Bitis is a genus of vipers found in Africa and the southern Arabian Peninsula. It includes the largest and the smallest vipers in the world. Members are known for their characteristic threat displays that involve inflating and deflating their bodies while hissing and puffing loudly. The type species for this genus is B. arietans, which is also the most widely distributed viper in Africa. Currently, 18 species are recognized.

Members of the genus are commonly known as African adders, African vipers, or puff adders.

==Description==
Size variation within this genus is extreme, ranging from the very small B. schneideri, which grows to a maximum of 28 cm and is perhaps the world's smallest viperid, to the very large B. gabonica, which can attain a length over 2 m and is the heaviest viper in the world.

All have a wide, triangular head with a rounded snout, distinct from the neck, and covered in small, keeled, imbricated scales. The canthus is also distinct. A number of species have enlarged rostral or supraorbital scales that resemble horns. Their eyes are relatively small. They have large nostrils that are directed outwards and/or upwards. Up to six rows of small scales separate the rostral and nasal scales. All species have a well-developed supranasal sac. The fronts of the maxillary bones are very short, supporting only one pair of recurved fangs.

These snakes are moderately to extremely stout.

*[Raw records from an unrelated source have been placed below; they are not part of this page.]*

use std::path::PathBuf;

/// Error raised when an environment variable is present but unparseable.
#[derive(Debug, thiserror::Error)]
#[error("{var} must be a valid {expected}, got '{value}'")]
pub struct ConfigError {
    pub var: &'static str,
    pub expected: &'static str,
    pub value: String,
}

/// Server configuration loaded from environment variables.
///
/// All fields have defaults suitable for local development.
#[derive(Debug, Clone)]
pub struct ServerConfig {
    /// Bind address (default: `0.0.0.0`).
    pub host: String,
    /// Bind port (default: `3000`).
    pub port: u16,
    /// SQLite database URL (default: `sqlite://hive.db`).
    pub database_url: String,
    /// Directory under which `uploads/posts/` is created (default: `.`).
    pub upload_root: PathBuf,
    /// Allowed CORS origins, parsed from comma-separated `CORS_ORIGINS`.
    pub cors_origins: Vec<String>,
    /// HTTP request timeout in seconds (default: `30`).
    pub request_timeout_secs: u64,
    /// Minimum accepted password length at registration (default: `6`).
    pub min_password_length: usize,
}

impl ServerConfig {
    /// Load configuration from the process environment.
    ///
    /// | Env Var                | Default                 |
    /// |------------------------|-------------------------|
    /// | `HOST`                 | `0.0.0.0`               |
    /// | `PORT`                 | `3000`                  |
    /// | `DATABASE_URL`         | `sqlite://hive.db`      |
    /// | `UPLOAD_ROOT`          | `.`                     |
    /// | `CORS_ORIGINS`         | `http://localhost:5173` |
    /// | `REQUEST_TIMEOUT_SECS` | `30`                    |
    /// | `MIN_PASSWORD_LENGTH`  | `6`                     |
    pub fn from_env() -> Result<Self, ConfigError> {
        Self::from_lookup(|key| std::env::var(key).ok())
    }

    /// Load configuration through an arbitrary key lookup.
    pub fn from_lookup<F>(lookup: F) -> Result<Self, ConfigError>
    where
        F: Fn(&str) -> Option<String>,
    {
        let var = |key: &str, default: &str| lookup(key).unwrap_or_else(|| default.to_string());

        let host = var("HOST", "0.0.0.0");
        let port = parse("PORT", "u16", var("PORT", "3000"))?;
        let database_url = var("DATABASE_URL", "sqlite://hive.db");
        let upload_root = PathBuf::from(var("UPLOAD_ROOT", "."));

        let cors_origins: Vec<String> = var("CORS_ORIGINS", "http://localhost:5173")
            .split(',')
            .map(|s| s.trim().to_string())
            .filter(|s| !s.is_empty())
            .collect();

        let request_timeout_secs = parse(
            "REQUEST_TIMEOUT_SECS",
            "u64",
            var("REQUEST_TIMEOUT_SECS", "30"),
        )?;
        let min_password_length = parse(
            "MIN_PASSWORD_LENGTH",
            "usize",
            var("MIN_PASSWORD_LENGTH", "6"),
        )?;

        Ok(Self {
            host,
            port,
            database_url,
            upload_root,
            cors_origins,
            request_timeout_secs,
            min_password_length,
        })
    }
}

fn parse<T: std::str::FromStr>(
    var: &'static str,
    expected: &'static str,
    value: String,
) -> Result<T, ConfigError> {
    value.trim().parse().map_err(|_| ConfigError {
        var,
        expected,
        value,
    })
}
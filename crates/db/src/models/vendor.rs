//! Vendor entity model and DTOs.

use hive_core::types::DbId;
use serde::{Deserialize, Serialize};
use sqlx::FromRow;

/// Vendor row as exposed to callers. Never carries the password hash.
#[derive(Debug, Clone, PartialEq, Eq, FromRow, Serialize)]
pub struct Vendor {
    pub id: DbId,
    pub name: String,
    pub email: String,
    pub bio: Option<String>,
}

/// Full vendor row including the password hash.
///
/// Only used for the login check; convert with [`VendorCredentials::into_vendor`]
/// before handing anything back to a caller.
#[derive(Clone, FromRow)]
pub struct VendorCredentials {
    pub id: DbId,
    pub name: String,
    pub email: String,
    pub password_hash: String,
    pub bio: Option<String>,
}

impl VendorCredentials {
    /// Drop the password hash.
    pub fn into_vendor(self) -> Vendor {
        Vendor {
            id: self.id,
            name: self.name,
            email: self.email,
            bio: self.bio,
        }
    }
}

impl std::fmt::Debug for VendorCredentials {
    fn fmt(&self, f: &mut std::fmt::Formatter<'_>) -> std::fmt::Result {
        f.debug_struct("VendorCredentials")
            .field("id", &self.id)
            .field("name", &self.name)
            .field("email", &self.email)
            .field("password_hash", &"<redacted>")
            .field("bio", &self.bio)
            .finish()
    }
}

/// DTO for registering a vendor. `password_hash` is already hashed.
#[derive(Debug, Clone, Deserialize)]
pub struct CreateVendor {
    pub name: String,
    pub email: String,
    pub password_hash: String,
    pub bio: Option<String>,
}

Their bodies are covered with keeled scales that are imbricated (overlapping) with apical pits. At midbody, the dorsal scales number 21–46. Laterally, the dorsal scales may be slightly oblique. The ventral scales, which number 112–153, are large, rounded, and sometimes have slight lateral keels. Their tails are short. The anal scale is single. The paired subcaudal scales number 16-37 and are sometimes keeled laterally.

==Geographic range==
Puff adders are found in Africa and the southern Arabian Peninsula.

==Behavior==
Bitis species are known for their behavior of inflating and deflating their bodies in loud hissing or puffing threat displays. They are terrestrial ambush predators, and appear sluggish, but can strike with amazing speed. In contrast to the pitvipers of the subfamily Crotalinae, Bitis species appear to lack heat-sensitive organs and showed no differences in their behavior in laboratory tests towards warm and cool objects that mimicked prey.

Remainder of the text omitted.